In this gig I came to appreciate
just how tough it was for anybody to work in Manhattan, and why higher pay for all sorts
of jobs there seems more than justified. Also, in such a situation, you become
aware of what a “nuclear power plant” of the economy NYC is. Old
infrastructure, blaring evidence of hectic commerce, busy/stolid people—all
provide a whole new atmosphere in which to be part of an exciting and tiring
area in which to work. The stress of the whole enterprise is like the “ambient
radiation” of this “nuclear power plant.”
The last thing you need in this milieu is someone in a political “high
place” interfering, in bad faith, with transportation tools and infrastructure.
You better believe that the infrastructure and vehicles of mass
transit—bridges, tunnels, buses, trains, passenger cars—are all performing as
they should to keep the larger economic engine operating as it should. In
short, in this context, it is never a
good “time for traffic problems,” deliberately induced by an officer of the
governor’s office or some other state-government employee.
What is a “placement agency” and what kind of “freelancer” was I at AM
Medica?
It is important, if on its face
a little tedious, to understand something about how “placement agencies”
operate. I covered some of this in this entry from 2012, where I
talked about what is a freelancer versus other types of editors. The fact is
that the lines between the types of work arrangements that are relevant here—freelance and temporary (or “temp”) being the chief terms—have become blurred,
because of actual practices set up by
company managers as well as average
people’s understandings (whether effective in the work context or not). For
instance, you hear of people “temping” and, in a TV sitcom where the writing
may be naïve at times about a range of things, you hear an assumption voiced
that temp work is minimum-wage. Actually, when you work as an editor through a
placement agency, you could make well,
well above minimum wage, and it’s important to understand what this means,
both in your favor as the worker, and not.
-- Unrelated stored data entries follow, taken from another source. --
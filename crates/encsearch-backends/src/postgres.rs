//! Secondary relational store client.
//!
//! Full customer records live in PostgreSQL with the sensitive columns
//! symmetrically encrypted; decryption happens inside the database so both
//! stores pay their crypto cost server-side. The decryption key is opaque
//! pass-through material supplied by configuration.

use std::time::Duration;

use async_trait::async_trait;
use serde_json::{json, Value};
use sqlx::postgres::PgPoolOptions;
use sqlx::{PgPool, Row};
use tracing::debug;

use encsearch_core::{Error, SecondaryStore};

use crate::config::PostgresSettings;

const FETCH_BY_IDS_SQL: &str = r#"
SELECT
    id::text AS customer_id,
    pgp_sym_decrypt(full_name_encrypted, $1) AS full_name,
    pgp_sym_decrypt(email_encrypted, $1) AS email,
    pgp_sym_decrypt(phone_encrypted, $1) AS phone,
    pgp_sym_decrypt(address_encrypted, $1) AS address,
    pgp_sym_decrypt(preferences_encrypted, $1) AS preferences,
    tier,
    loyalty_points::bigint AS loyalty_points,
    last_purchase_date::text AS last_purchase_date,
    lifetime_value::float8 AS lifetime_value
FROM customers
WHERE id = ANY($2::uuid[])
"#;

/// Relational store backed by a sqlx connection pool.
pub struct RelationalStore {
    pool: PgPool,
    decrypt_key: String,
    timeout: Duration,
}

impl RelationalStore {
    /// Connect using the given settings.
    pub async fn connect(settings: &PostgresSettings) -> Result<Self, Error> {
        let pool = PgPoolOptions::new()
            .max_connections(settings.max_connections)
            .connect(&settings.uri)
            .await
            .map_err(|e| Error::Secondary(e.to_string()))?;

        Ok(Self {
            pool,
            decrypt_key: settings.decrypt_key.clone(),
            timeout: settings.timeout,
        })
    }

    async fn fetch_rows(&self, ids: &[String]) -> Result<Vec<Value>, Error> {
        let mut tx = self
            .pool
            .begin()
            .await
            .map_err(|e| Error::Secondary(e.to_string()))?;

        let fetched = sqlx::query(FETCH_BY_IDS_SQL)
            .bind(&self.decrypt_key)
            .bind(ids)
            .fetch_all(&mut *tx)
            .await;

        match fetched {
            Ok(rows) => {
                tx.commit()
                    .await
                    .map_err(|e| Error::Secondary(e.to_string()))?;
                Ok(rows.iter().map(row_to_value).collect())
            }
            Err(e) => {
                // No partial state may survive a failed batch fetch.
                let _ = tx.rollback().await;
                Err(Error::Secondary(e.to_string()))
            }
        }
    }
}

fn row_to_value(row: &sqlx::postgres::PgRow) -> Value {
    json!({
        "customer_id": row.try_get::<Option<String>, _>("customer_id").ok().flatten(),
        "full_name": row.try_get::<Option<String>, _>("full_name").ok().flatten(),
        "email": row.try_get::<Option<String>, _>("email").ok().flatten(),
        "phone": row.try_get::<Option<String>, _>("phone").ok().flatten(),
        "address": row.try_get::<Option<String>, _>("address").ok().flatten(),
        "preferences": row.try_get::<Option<String>, _>("preferences").ok().flatten(),
        "tier": row.try_get::<Option<String>, _>("tier").ok().flatten(),
        "loyalty_points": row.try_get::<Option<i64>, _>("loyalty_points").ok().flatten(),
        "last_purchase_date": row.try_get::<Option<String>, _>("last_purchase_date").ok().flatten(),
        "lifetime_value": row.try_get::<Option<f64>, _>("lifetime_value").ok().flatten(),
    })
}

#[async_trait]
impl SecondaryStore for RelationalStore {
    async fn fetch_by_ids(&self, ids: &[String]) -> Result<Vec<Value>, Error> {
        if ids.is_empty() {
            return Ok(vec![]);
        }
        debug!(ids = ids.len(), "batch record fetch");

        tokio::time::timeout(self.timeout, self.fetch_rows(ids))
            .await
            .map_err(|_| Error::Timeout(self.timeout))?
    }

    async fn ping(&self) -> Result<(), Error> {
        tokio::time::timeout(self.timeout, async {
            sqlx::query("SELECT 1")
                .execute(&self.pool)
                .await
                .map(|_| ())
                .map_err(|e| Error::Secondary(e.to_string()))
        })
        .await
        .map_err(|_| Error::Timeout(self.timeout))?
    }
}
//! Bounded-concurrency request limiter.
//!
//! Wraps a counting semaphore for gateways with licensed concurrency caps.
//! Acquisition waits up to a bounded interval and then reports a throttled
//! outcome instead of queuing indefinitely.

use std::sync::atomic::{AtomicU64, Ordering};
use std::sync::Arc;
use std::time::Duration;

use serde::{Deserialize, Serialize};
use tokio::sync::{OwnedSemaphorePermit, Semaphore};

use crate::error::Error;

/// Usage statistics snapshot.
#[derive(Debug, Clone, Serialize, Deserialize)]
pub struct ThrottleStats {
    pub total_requests: u64,
    pub throttled_requests: u64,
    pub peak_concurrent: u64,
    pub max_concurrent: usize,
}

#[derive(Debug, Default)]
struct Counters {
    total: AtomicU64,
    throttled: AtomicU64,
    in_flight: AtomicU64,
    peak: AtomicU64,
}

/// Counting-semaphore limiter with a bounded acquire wait.
#[derive(Clone)]
pub struct RequestLimiter {
    semaphore: Arc<Semaphore>,
    max_concurrent: usize,
    max_wait: Duration,
    counters: Arc<Counters>,
}

impl RequestLimiter {
    pub fn new(max_concurrent: usize, max_wait: Duration) -> Self {
        Self {
            semaphore: Arc::new(Semaphore::new(max_concurrent)),
            max_concurrent,
            max_wait,
            counters: Arc::new(Counters::default()),
        }
    }

    /// Acquire a request slot, waiting at most the configured bound.
    ///
    /// Returns [`Error::Throttled`] when no slot frees up in time; the
    /// caller reports that outcome instead of blocking further.
    pub async fn acquire(&self) -> Result<RequestPermit, Error> {
        let permit = match tokio::time::timeout(
            self.max_wait,
            self.semaphore.clone().acquire_owned(),
        )
        .await
        {
            Ok(Ok(permit)) => permit,
            // Elapsed, or semaphore closed (never happens here).
            _ => {
                self.counters.throttled.fetch_add(1, Ordering::Relaxed);
                return Err(Error::Throttled);
            }
        };

        self.counters.total.fetch_add(1, Ordering::Relaxed);
        let current = self.counters.in_flight.fetch_add(1, Ordering::Relaxed) + 1;
        self.counters.peak.fetch_max(current, Ordering::Relaxed);

        Ok(RequestPermit {
            _permit: permit,
            counters: self.counters.clone(),
        })
    }

    pub fn stats(&self) -> ThrottleStats {
        ThrottleStats {
            total_requests: self.counters.total.load(Ordering::Relaxed),
            throttled_requests: self.counters.throttled.load(Ordering::Relaxed),
            peak_concurrent: self.counters.peak.load(Ordering::Relaxed),
            max_concurrent: self.max_concurrent,
        }
    }
}

/// Held for the duration of one limited request.
#[derive(Debug)]
pub struct RequestPermit {
    _permit: OwnedSemaphorePermit,
    counters: Arc<Counters>,
}

impl Drop for RequestPermit {
    fn drop(&mut self) {
        self.counters.in_flight.fetch_sub(1, Ordering::Relaxed);
    }
}

#[cfg(test)]
mod tests {
    use super::*;

    #[tokio::test]
    async fn acquire_and_release_tracks_stats() {
        let limiter = RequestLimiter::new(2, Duration::from_millis(10));

        let a = limiter.acquire().await.unwrap();
        let b = limiter.acquire().await.unwrap();
        drop(a);
        drop(b);

        let stats = limiter.stats();
        assert_eq!(stats.total_requests, 2);
        assert_eq!(stats.throttled_requests, 0);
        assert_eq!(stats.peak_concurrent, 2);
        assert_eq!(stats.max_concurrent, 2);
    }

    #[tokio::test]
    async fn saturated_limiter_reports_throttled() {
        let limiter = RequestLimiter::new(1, Duration::from_millis(10));

        let _held = limiter.acquire().await.unwrap();
        let err = limiter.acquire().await.unwrap_err();
        assert!(matches!(err, Error::Throttled));
        assert_eq!(limiter.stats().throttled_requests, 1);
    }

    #[tokio::test]
    async fn slot_frees_after_permit_drop() {
        let limiter = RequestLimiter::new(1, Duration::from_millis(10));

        let held = limiter.acquire().await.unwrap();
        drop(held);
        assert!(limiter.acquire().await.is_ok());
    }
}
Let’s try to make this simple:
A freelancer—per such
definitions as those of the Editorial Freelancers Association (as I knew it
when a member in the 1990s)—is a worker who contracts independently with a
company (often, a publisher), not
through an agency. You do a specific job—say, copy edit a book manuscript—per
an agreement that was made ahead of time. This could include what seems a high
hourly rate, say, $25 an hour. There may be a hard-and-fast time limit to the
work, or an expectation of a due date with a provision to extend the time a bit
if needed. I learned how to contract with employers along these lines. It isn’t
hard to do, but you have to have a track record of sorts that allows you to
“hang out your shingle,” and seek work over the long term, as this kind of
worker. And it could well be demanding work in its own way—along with the longer-term
trouble posed by dry spells when you aren’t able to line up work for a given
period.
A temp of the most
commonplace kind is a worker who is employed by a “temp agency,” where the
agency finds places (client companies) for you to work. The stint could be
days, weeks, or months; and a given, ongoing stint could be extended at will by
the client you are working for (and at). The pay rate is a steady rate for a
given job (or type of job), and it is dictated to you ahead of time (usually
there isn’t wiggle room for you to negotiate a rate). And the pay is usually
with taxes taken out—it is a payroll
situation. You are employed by the temp agency and it takes care of your
financial arrangement (including your being paid, and taxes being handled
professionally, etc.—which all is permitted by the client’s paying the temp
agency). (This all may seem like common sense, but it is amazing how this
“structure” was violated in the case of The Guy Louise Group in 2006-07.) This
while your specific, daily work is managed by the staff managers you work under
at the client.
Typical agencies of this temp
sort have been Manpower, Olsten, various “brands” under the corporate umbrella
of the Robert Half company, and a host of smaller firms (some seem to spring up
in an almost ad hoc fashion). A lot of craft-level workers like this
arrangement, because they are relieved of the worry of looking for work and resolving
any emergent problem of getting paid properly (as can happen in some rare
instances in the freelance mode described above). (There are temp agencies even
for lawyers and accountants.)
Temporary work involving what I call a placement agency rather
combines these two types of work modes. A placement agency is your employer; it
finds you the work, and pays you, usually in payroll fashion, with taxes taken
out, etc. But the type of work you do, especially as an editor, is presumably
the skilled, rare kind that you usually proffer and perform when working as a
freelancer as described above. And typically, the pay rates for placement
agency editors is pretty high per hour (say, $25 to $30 an hour, or higher).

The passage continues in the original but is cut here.